Complex numbers are fundamental in various fields of mathematics, physics, and engineering. They provide a complete number system where every polynomial equation has a solution.

A complex number is specified by an ordered pair of real numbers (a, b) ∈ ℝ² and expressed or written in the form z = a + bi, where a and b are real numbers, and i is the imaginary unit, defined by the property $i^2 = -1 \iff[\text{or equivalently}] i = \sqrt{-1}, \boxed{\mathbb{C}= \{ a + bi ∣a, b ∈ ℝ\} }, e.g., 2 + 5i, 7\pi + i\sqrt{2}.$

Polar Form & Euler’s Formula

A complex number z = a +bi can also be expressed in polar form, which uses its modulus (magnitude) r and argument (angle) θ:

The modulus r = |z| = $\sqrt{a^2+b^2}$. It represents the distance of the complex number from the origin in the complex plane.
|z₁-z₂| is the distance between these two points in the complex plane. |Re(z)| ≤ |z|, |Im(z)| ≤ |z|, $z · \bar z = |z|², |z_1+z_2| \le |z_1| + |z_2|$
The argument $θ = arg(z) = tan^{-1}(\frac{b}{a})$is the angle between the positive real axis and the line representing the complex number. The angle θ should be determined in the correct quadrant, considering the signs of a and b. Furthermore, the argument of a complex number z = a + bi (≠ 0) is the set {$\theta_0 + 2n\pi: -\pi \lt \theta_0 \le \pi, n \in \mathbb{Z}, a = rcos(\theta_0), b = rsin(\theta_0)$}, $\theta_0$ is called the principal argument of z (≠ 0), $\theta_0$ = Arg(z).

Converting Between Forms

Rectangular to Polar	Polar to Rectangular
$r = \sqrt{a^2 + b^2}$	$a = r\cos\theta$
$\theta = \arctan\left(\frac{b}{a}\right)$ (with quadrant adjustment)	$b = r\sin\theta$

The polar form of a complex number is: z = a + bi = rcos(θ) + rsin(θ)i = r(cos(θ) + isin(θ)) =[This can be written compactly using Euler’s formula], re^iθ, e.g., z = 1 + i = $\sqrt{2}e^{\frac{π}{4}i}$. It satisfies e^i(θ+β) = e^iθe^iβ.

z = 1 + i. $r = |z| = \sqrt{1^2 + 1^2} = \sqrt{2}, \theta = \arctan\left(\frac{1}{1}\right) = \frac{\pi}{4}, z = \sqrt{2}\left(\cos\frac{\pi}{4} + i\sin\frac{\pi}{4}\right)$

$\text{arg}(z)$ refers to all possible angles that a complex number z can make with the positive real axis in the complex plane.

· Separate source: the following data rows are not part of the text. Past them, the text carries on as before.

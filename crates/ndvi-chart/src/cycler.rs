//! Active-field pointer and the tick that advances it.

use ndvi_common::{NdviError, Result};
use ndvi_graphs::{ChartRenderer, Datasets, SeriesAligner};
use std::sync::Arc;
use tracing::{debug, info};

/// Which field is on display.
///
/// Always holds `current_index < entity_count` with `entity_count > 0`; the
/// only way to obtain one is [`CycleState::initialize`].
#[derive(Debug, Clone, Copy, PartialEq, Eq)]
pub struct CycleState {
    current_index: usize,
    entity_count: usize,
}

impl CycleState {
    /// Starts the cycle at the first field.
    ///
    /// # Errors
    ///
    /// Returns [`NdviError::EmptyEntityCollection`] when there is nothing to cycle through.
    pub fn initialize(entity_count: usize) -> Result<Self> {
        if entity_count == 0 {
            return Err(NdviError::EmptyEntityCollection);
        }
        Ok(Self {
            current_index: 0,
            entity_count,
        })
    }

    /// Moves to the next field, wrapping back to the first after the last.
    #[must_use]
    pub const fn advance(self) -> Self {
        Self {
            current_index: (self.current_index + 1) % self.entity_count,
            entity_count: self.entity_count,
        }
    }

    /// Index of the field on display.
    pub const fn current_index(&self) -> usize {
        self.current_index
    }

    /// Number of fields being cycled.
    pub const fn entity_count(&self) -> usize {
        self.entity_count
    }
}

/// Owns the cycle state and pushes a fresh series to the renderer on every tick.
pub struct Cycler<R> {
    state: CycleState,
    datasets: Arc<Datasets>,
    renderer: R,
}

impl<R: ChartRenderer> Cycler<R> {
    /// Creates a cycler positioned on the first field.
    ///
    /// # Errors
    ///
    /// Returns [`NdviError::EmptyEntityCollection`] when `datasets` holds no fields.
    pub fn new(datasets: Arc<Datasets>, renderer: R) -> Result<Self> {
        let state = CycleState::initialize(datasets.entities.len())?;
        info!(
            entities = state.entity_count(),
            renderer = renderer.name(),
            "Cycler initialized"
        );
        Ok(Self {
            state,
            datasets,
            renderer,
        })
    }

    /// Current cycle state.
    pub const fn state(&self) -> CycleState {
        self.state
    }

    /// The renderer frames are handed to.
    pub const fn renderer(&self) -> &R {
        &self.renderer
    }

    /// Renders the field on display without advancing.
    pub async fn render_current(&self) -> Result<usize> {
        let index = self.state.current_index();
        self.refresh(index).await?;
        Ok(index)
    }

    /// Advances to the next field and renders it, returning the new index.
    ///
    /// The advance sticks even when the refresh fails, so a malformed field
    /// is left behind on the following tick.
    pub async fn tick(&mut self) -> Result<usize> {
        self.state = self.state.advance();
        let index = self.state.current_index();
        debug!(index, "Advanced to next field");
        self.refresh(index).await?;
        Ok(index)
    }

    async fn refresh(&self, index: usize) -> Result<()> {
        if index >= self.state.entity_count() {
            return Err(NdviError::index_out_of_range(index, self.state.entity_count()));
        }

        let series =
            SeriesAligner::align_entity(&self.datasets.entities, index, &self.datasets.external)?;
        self.renderer.render(&series, index).await
    }
}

It's a multi-valued function.
$\text{Arg}(z)$ refers to the principal argument, which is typically restricted to a specific range, usually between $\pi$ and $\pi$. Therefore, $\text{arg}(z) = \text{Arg}(z) + 2\pi k$, where k is any integer ℤ. This accounts for the periodic nature of angles in polar coordinates, e.g., z = 1 + i = $\sqrt{2}e^{\frac{π}{4}i}, \text{arg}(z) =\frac{π}{4} + 2\pi k$.
For a complex number z = x + iy, we can calculate Arg(z) using the following formula: $Arg(z) = ε + tan^{-1}(\frac{y}{x})$ where ε = 0, ±πdepending on the quadrant of z, it adjusts the angle based on the quadrant in which the complex number lies.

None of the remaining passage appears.